Tuesday, January 13, 2009

And Another Testosterone Study....

This one is about how men with long ring-fingers are better at making money as financial traders:

Coates became interested in how hormones affect traders when he worked on Wall Street during the 1990s. "I thought, from observing traders during the dot-com bubble, that some chemical was causing their irrationality," he said. "Since women seemed largely unaffected by the mania, a male chemical like testosterone became a natural suspect."

Coates reported in April that a study of 17 young male traders he conducted found that they tended to make more money on days that their testosterone levels were high, indicating that the hormone encouraged them to take more profitable risks.

The new study was aimed at investigating whether an innate sensitivity to the hormone was also at work, with some men having essentially been born to be traders by having been sensitized to testosterone in the womb. The researchers studied 44 male traders in London involved in "high-frequency" or "noise" trading, which requires intensely scanning economic data to make very fast trades involving large amounts of money.

To determine the traders' prenatal testosterone exposure, the researchers measured their "2D:4D ratio," the relative lengths of the index and ring fingers on the right hand. Those exposed to higher levels of testosterone in the womb tend to have relatively longer ring fingers.

When the researchers looked at the traders' profits over a 20-month period from 2004 to 2007, they found that the most experienced traders who had been exposed to the most testosterone in the womb earned about six times as much as those exposed the least. They also tended to have the longest careers, surviving about three years more on average.

"I was astonished when I saw the results," Coates said. "I nearly fell off my chair at the strength of the correlation."

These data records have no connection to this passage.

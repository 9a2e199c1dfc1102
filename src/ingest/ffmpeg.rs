//! Files and network streams decoded with FFmpeg.
//!
//! Every decoded frame is converted to packed RGB24 at its native size. Once the
//! demuxer runs dry the decoder is flushed, and `read` reports `Ended` after the
//! last buffered frame.

use anyhow::{Context, Result};
use ffmpeg_next as ffmpeg;

use super::source::{FrameSource, SourceRead};
use crate::frame::Frame;

struct OpenInput {
    identifier: String,
    input: ffmpeg::format::context::Input,
    stream_index: usize,
    decoder: ffmpeg::codec::decoder::Video,
    scaler: ffmpeg::software::scaling::Context,
    fps: Option<f64>,
    flushed: bool,
    frame_count: u64,
}

/// FFmpeg-backed frame source.
#[derive(Default)]
pub struct FfmpegSource {
    current: Option<OpenInput>,
}

impl FfmpegSource {
    pub fn new() -> Self {
        Self::default()
    }
}

impl FrameSource for FfmpegSource {
    fn name(&self) -> &'static str {
        "ffmpeg"
    }

    fn open(&mut self, identifier: &str) -> Result<()> {
        self.close();
        ffmpeg::init().context("initialize ffmpeg")?;

        let input = ffmpeg::format::input(&identifier)
            .with_context(|| format!("failed to open '{}' with ffmpeg", identifier))?;
        let stream = input
            .streams()
            .best(ffmpeg::media::Type::Video)
            .ok_or_else(|| anyhow::anyhow!("'{}' has no video track", identifier))?;
        let stream_index = stream.index();
        let fps = rational_fps(stream.avg_frame_rate()).or_else(|| rational_fps(stream.rate()));

        let context = ffmpeg::codec::context::Context::from_parameters(stream.parameters())
            .context("load video decoder parameters")?;
        let decoder = context
            .decoder()
            .video()
            .context("open ffmpeg video decoder")?;
        let scaler = ffmpeg::software::scaling::context::Context::get(
            decoder.format(),
            decoder.width(),
            decoder.height(),
            ffmpeg::util::format::pixel::Pixel::RGB24,
            decoder.width(),
            decoder.height(),
            ffmpeg::software::scaling::flag::Flags::BILINEAR,
        )
        .context("create ffmpeg scaler")?;

        log::info!(
            "FfmpegSource: opened {} ({}x{}, fps={:?})",
            identifier,
            decoder.width(),
            decoder.height(),
            fps
        );

        self.current = Some(OpenInput {
            identifier: identifier.to_string(),
            input,
            stream_index,
            decoder,
            scaler,
            fps,
            flushed: false,
            frame_count: 0,
        });
        Ok(())
    }

    fn read(&mut self) -> Result<SourceRead> {
        let open = self.current.as_mut().context("ffmpeg input not open")?;
        let mut decoded = ffmpeg::frame::Video::empty();

        loop {
            if open.decoder.receive_frame(&mut decoded).is_ok() {
                let mut rgb = ffmpeg::frame::Video::empty();
                open.scaler
                    .run(&decoded, &mut rgb)
                    .context("scale frame to RGB")?;
                let (pixels, width, height) = frame_to_pixels(&rgb)?;
                open.frame_count += 1;
                return Ok(SourceRead::Frame(Frame::from_rgb(width, height, pixels)?));
            }

            if open.flushed {
                return Ok(SourceRead::Ended);
            }

            match open.input.packets().next() {
                Some((stream, packet)) => {
                    if stream.index() != open.stream_index {
                        continue;
                    }
                    open.decoder
                        .send_packet(&packet)
                        .context("send packet to ffmpeg decoder")?;
                }
                None => {
                    open.decoder.send_eof().context("flush ffmpeg decoder")?;
                    open.flushed = true;
                }
            }
        }
    }

    fn frame_rate(&self) -> Option<f64> {
        self.current.as_ref().and_then(|open| open.fps)
    }

    fn close(&mut self) {
        if let Some(open) = self.current.take() {
            log::info!(
                "FfmpegSource: closed {} after {} frames",
                open.identifier,
                open.frame_count
            );
        }
    }
}

fn rational_fps(rate: ffmpeg::Rational) -> Option<f64> {
    if rate.numerator() <= 0 || rate.denominator() <= 0 {
        return None;
    }
    Some(rate.numerator() as f64 / rate.denominator() as f64)
}

fn frame_to_pixels(frame: &ffmpeg::frame::Video) -> Result<(Vec<u8>, u32, u32)> {
    let width = frame.width();
    let height = frame.height();
    let row_bytes = (width as usize) * 3;
    let stride = frame.stride(0);
    let data = frame.data(0);

    if stride == row_bytes {
        let packed = data
            .get(..row_bytes * height as usize)
            .context("ffmpeg frame is shorter than its dimensions")?;
        return Ok((packed.to_vec(), width, height));
    }

    let mut pixels = Vec::with_capacity(row_bytes * height as usize);
    for row in 0..height as usize {
        let start = row * stride;
        pixels.extend_from_slice(
            data.get(start..start + row_bytes)
                .context("ffmpeg frame row is out of bounds")?,
        );
    }
    Ok((pixels, width, height))
}
use anyhow::Result;

use crate::detect::result::Detection;
use crate::frame::Frame;

/// Object detector run by the process loop.
///
/// Called from a single thread at a time; implementations need `Send` only so
/// they can be moved onto the process thread.
pub trait Detector: Send {
    /// Backend identifier.
    fn name(&self) -> &'static str;

    /// Run detection on a frame. Boxes are in the frame's pixel coordinates.
    fn detect(&mut self, frame: &Frame) -> Result<Vec<Detection>>;

    /// Optional warm-up hook, run once on the process thread before the first frame.
    fn warm_up(&mut self) -> Result<()> {
        Ok(())
    }
}

impl<D: Detector + ?Sized> Detector for Box<D> {
    fn name(&self) -> &'static str {
        (**self).name()
    }

    fn detect(&mut self, frame: &Frame) -> Result<Vec<Detection>> {
        (**self).detect(frame)
    }

    fn warm_up(&mut self) -> Result<()> {
        (**self).warm_up()
    }
}
use thiserror::Error;

/// Errors returned by the lifecycle operations of
/// [`PipelineEngine`](crate::pipeline::PipelineEngine).
#[derive(Debug, Error)]
pub enum PipelineError {
    /// The source refused to open. The engine is left without a source.
    #[error("failed to open video source '{identifier}': {reason:#}")]
    SourceOpen {
        identifier: String,
        reason: anyhow::Error,
    },

    /// The source opened but reported no usable frame rate. It has been
    /// closed again and the engine is left without a source.
    #[error("video source '{identifier}' did not report a frame rate")]
    FrameRateUnavailable { identifier: String },

    #[error("pipeline has been shut down")]
    ShutDown,

    #[error("failed to spawn pipeline worker thread: {0}")]
    Spawn(#[source] std::io::Error),

    #[error("{0} worker panicked")]
    WorkerPanicked(&'static str),
}
//! Synthetic frame source (`stub://` identifiers).
//!
//! Renders a flat background with a bright square that moves a few pixels per
//! frame, so the motion detector and the whole pipeline can run without a
//! camera. Query parameters tune it:
//!
//! - `fps` (default 10): reported frame rate; `0` reports no rate at all.
//! - `width` / `height` (default 640x480).
//! - `frames` (default unlimited): report end of stream after this many frames.
//! - `object` (default 1): `0` renders a static scene.
//!
//! Example: `stub://front_camera?fps=15&frames=300`.

use anyhow::{anyhow, bail, Result};
use image::{Rgb, RgbImage};

use super::source::{FrameSource, SourceRead};
use crate::frame::Frame;

pub const STUB_SCHEME: &str = "stub://";

const BACKGROUND: Rgb<u8> = Rgb([48, 52, 60]);
const OBJECT: Rgb<u8> = Rgb([235, 235, 235]);
const OBJECT_STEP_PX: u32 = 8;

/// Parsed `stub://` identifier.
#[derive(Clone, Debug, PartialEq)]
pub struct SyntheticConfig {
    pub name: String,
    pub fps: f64,
    pub width: u32,
    pub height: u32,
    pub frame_limit: Option<u64>,
    pub moving_object: bool,
}

impl Default for SyntheticConfig {
    fn default() -> Self {
        Self {
            name: "synthetic".to_string(),
            fps: 10.0,
            width: 640,
            height: 480,
            frame_limit: None,
            moving_object: true,
        }
    }
}

impl SyntheticConfig {
    pub fn parse(identifier: &str) -> Result<Self> {
        let rest = identifier
            .strip_prefix(STUB_SCHEME)
            .ok_or_else(|| anyhow!("synthetic identifiers must start with {}", STUB_SCHEME))?;
        let (name, query) = match rest.split_once('?') {
            Some((name, query)) => (name, query),
            None => (rest, ""),
        };

        let mut cfg = Self {
            name: if name.is_empty() {
                "synthetic".to_string()
            } else {
                name.to_string()
            },
            ..Self::default()
        };

        for pair in query.split('&').filter(|pair| !pair.is_empty()) {
            let (key, value) = pair
                .split_once('=')
                .ok_or_else(|| anyhow!("malformed query parameter '{}' in {}", pair, identifier))?;
            match key {
                "fps" => cfg.fps = parse_value(key, value)?,
                "width" => cfg.width = parse_value(key, value)?,
                "height" => cfg.height = parse_value(key, value)?,
                "frames" => cfg.frame_limit = Some(parse_value(key, value)?),
                "object" => cfg.moving_object = parse_value::<u8>(key, value)? != 0,
                other => bail!("unknown synthetic source parameter '{}'", other),
            }
        }

        if cfg.width == 0 || cfg.height == 0 {
            bail!("synthetic frame size must be non-zero");
        }
        Ok(cfg)
    }
}

fn parse_value<T: std::str::FromStr>(key: &str, value: &str) -> Result<T> {
    value
        .parse()
        .map_err(|_| anyhow!("invalid value '{}' for synthetic parameter '{}'", value, key))
}

/// Camera-free frame source for tests and demos.
#[derive(Default)]
pub struct SyntheticSource {
    config: Option<SyntheticConfig>,
    frame_count: u64,
}

impl SyntheticSource {
    pub fn new() -> Self {
        Self::default()
    }

    /// Frames produced since the last `open`.
    pub fn frames_generated(&self) -> u64 {
        self.frame_count
    }

    fn render(config: &SyntheticConfig, frame_index: u64) -> RgbImage {
        let mut image = RgbImage::from_pixel(config.width, config.height, BACKGROUND);
        if !config.moving_object {
            return image;
        }

        let side = (config.width.min(config.height) / 6).max(1);
        let travel = config.width.saturating_sub(side).max(1) as u64;
        let x0 = ((frame_index * OBJECT_STEP_PX as u64) % travel) as u32;
        let y0 = (config.height - side) / 2;
        for y in y0..y0 + side {
            for x in x0..x0 + side {
                image.put_pixel(x, y, OBJECT);
            }
        }
        image
    }
}

impl FrameSource for SyntheticSource {
    fn name(&self) -> &'static str {
        "synthetic"
    }

    fn open(&mut self, identifier: &str) -> Result<()> {
        let config = SyntheticConfig::parse(identifier)?;
        log::info!(
            "SyntheticSource: opened {} ({}x{} @ {} fps)",
            config.name,
            config.width,
            config.height,
            config.fps
        );
        self.config = Some(config);
        self.frame_count = 0;
        Ok(())
    }

    fn read(&mut self) -> Result<SourceRead> {
        let config = self
            .config
            .as_ref()
            .ok_or_else(|| anyhow!("synthetic source is not open"))?;
        if config
            .frame_limit
            .is_some_and(|limit| self.frame_count >= limit)
        {
            return Ok(SourceRead::Ended);
        }

        let image = Self::render(config, self.frame_count);
        self.frame_count += 1;
        Ok(SourceRead::Frame(Frame::new(image)))
    }

    fn frame_rate(&self) -> Option<f64> {
        self.config
            .as_ref()
            .map(|config| config.fps)
            .filter(|fps| *fps > 0.0)
    }

    fn close(&mut self) {
        if let Some(config) = self.config.take() {
            log::info!(
                "SyntheticSource: closed {} after {} frames",
                config.name,
                self.frame_count
            );
        }
    }
}

// ----------------------------------------------------------------------------
// Tests
// ----------------------------------------------------------------------------

#[cfg(test)]
mod tests {
    use super::*;

    #[test]
    fn parses_query_parameters() -> Result<()> {
        let cfg = SyntheticConfig::parse("stub://porch?fps=15&width=320&height=240&frames=3")?;
        assert_eq!(cfg.name, "porch");
        assert_eq!(cfg.fps, 15.0);
        assert_eq!((cfg.width, cfg.height), (320, 240));
        assert_eq!(cfg.frame_limit, Some(3));
        assert!(cfg.moving_object);
        Ok(())
    }

    #[test]
    fn rejects_unknown_parameters_and_schemes() {
        assert!(SyntheticConfig::parse("stub://x?color=red").is_err());
        assert!(SyntheticConfig::parse("rtsp://camera").is_err());
        assert!(SyntheticConfig::parse("stub://x?width=0").is_err());
    }

    #[test]
    fn produces_frames_then_ends() -> Result<()> {
        let mut source = SyntheticSource::new();
        source.open("stub://test?width=64&height=48&frames=2")?;
        assert_eq!(source.frame_rate(), Some(10.0));

        for _ in 0..2 {
            match source.read()? {
                SourceRead::Frame(frame) => {
                    assert_eq!((frame.width(), frame.height()), (64, 48));
                }
                other => panic!("expected a frame, got {:?}", other),
            }
        }
        assert!(matches!(source.read()?, SourceRead::Ended));
        Ok(())
    }

    #[test]
    fn zero_fps_reports_no_frame_rate() -> Result<()> {
        let mut source = SyntheticSource::new();
        source.open("stub://test?fps=0")?;
        assert_eq!(source.frame_rate(), None);
        Ok(())
    }

    #[test]
    fn object_moves_between_frames() -> Result<()> {
        let mut source = SyntheticSource::new();
        source.open("stub://test?width=96&height=48")?;
        let SourceRead::Frame(first) = source.read()? else {
            panic!("expected frame");
        };
        let SourceRead::Frame(second) = source.read()? else {
            panic!("expected frame");
        };
        assert_ne!(first.pixels(), second.pixels());
        Ok(())
    }

    #[test]
    fn reopen_resets_counter() -> Result<()> {
        let mut source = SyntheticSource::new();
        source.open("stub://a?frames=1")?;
        source.read()?;
        source.close();
        source.close();
        assert!(source.read().is_err());

        source.open("stub://b?frames=1")?;
        assert_eq!(source.frames_generated(), 0);
        assert!(matches!(source.read()?, SourceRead::Frame(_)));
        Ok(())
    }
}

Not sure what the correlation is that made Coates almost fall off his chair, but another source says this:

Though it helped determine the male subjects' returns, the 2D:4D ratio accounts for only 20% of the difference in profit levels observed in the study, according to John Coates, a Wall Street trader turned Cambridge scientist and the study's lead author. "Which means there's 80% left unexplained. It's like height in tennis. It appears to give you some sort of advantage, but there's probably a dozen other things giving you an advantage, and if you were to focus just on [height], you'd be missing all sorts of great players like Jimmy Connors," Coates says. "You need speed, you need agility, you need insight, you need intelligence — it's the same thing in trading."

Sounds like an R-squared and not a correlation coefficient. These studies scream to be read by me. When I can get hold of them. Sigh.

I'm also sighing because of this beginning of one of the reports:

Its days as a cozy, boozy gentlemen's club may have long passed, but the City, as London's financial quarter is known, remains a male bastion. As it turns out, that could have more to do with biology than misogyny. In a study by scientists from the University of Cambridge, male City traders who had been exposed to high levels of testosterone in the womb were on average six times more profitable than those exposed to low levels of the hormone.

The studies had no female subjects and thus tell us nothing about what makes some women better traders than other women or men. Thus, the studies tell us nothing about how much female traders make. The writer of this popularization simply appears to assume that the women are all worse than the worst man.

Why write the story up that way, especially as the preceding quote about the 20% coefficient of determination was from the same article? To make female readers angry? Because you are an asshat and can get away with writing it that way?

It would be interesting to review those studies by checking out how their subjects appear to fare now that the markets are in their death throes. We might learn something interesting.

The whole finger-field of research cries out for some replication work by neutral researchers, by the way. Or at least summaries of the actual quantitative effects of such findings.

Take this argument about measuring the relative lengths of forefingers and ring fingers in the stock trader study:

Men typically have a ratio below 1, indicating their ring fingers are longer, Coates said. Women typically have a ratio of 1 or above.

So Coates is arguing that the average woman has forefingers longer than her ring fingers? I tried to Google more about this topic and only came across something in Desmond Morris' (of all people!) book The Naked Woman:

Despite its importance the forefinger is usually only the third longest of the four fingers, being exceeded in most cases by the middle finger and the ring finger. In 45 percent of females, however, it is the second longest finger, relegating the ring-finger to third place. Surprisingly, this is true of 22 percent of males.

Morris' book came out in 2005. If his information is correct, the average woman in fact does NOT have a ratio of 1 or above. He may be wrong. But I have not read about any large studies measuring people's fingers. Yet Coates seems very sure of what he is saying there. Hmm.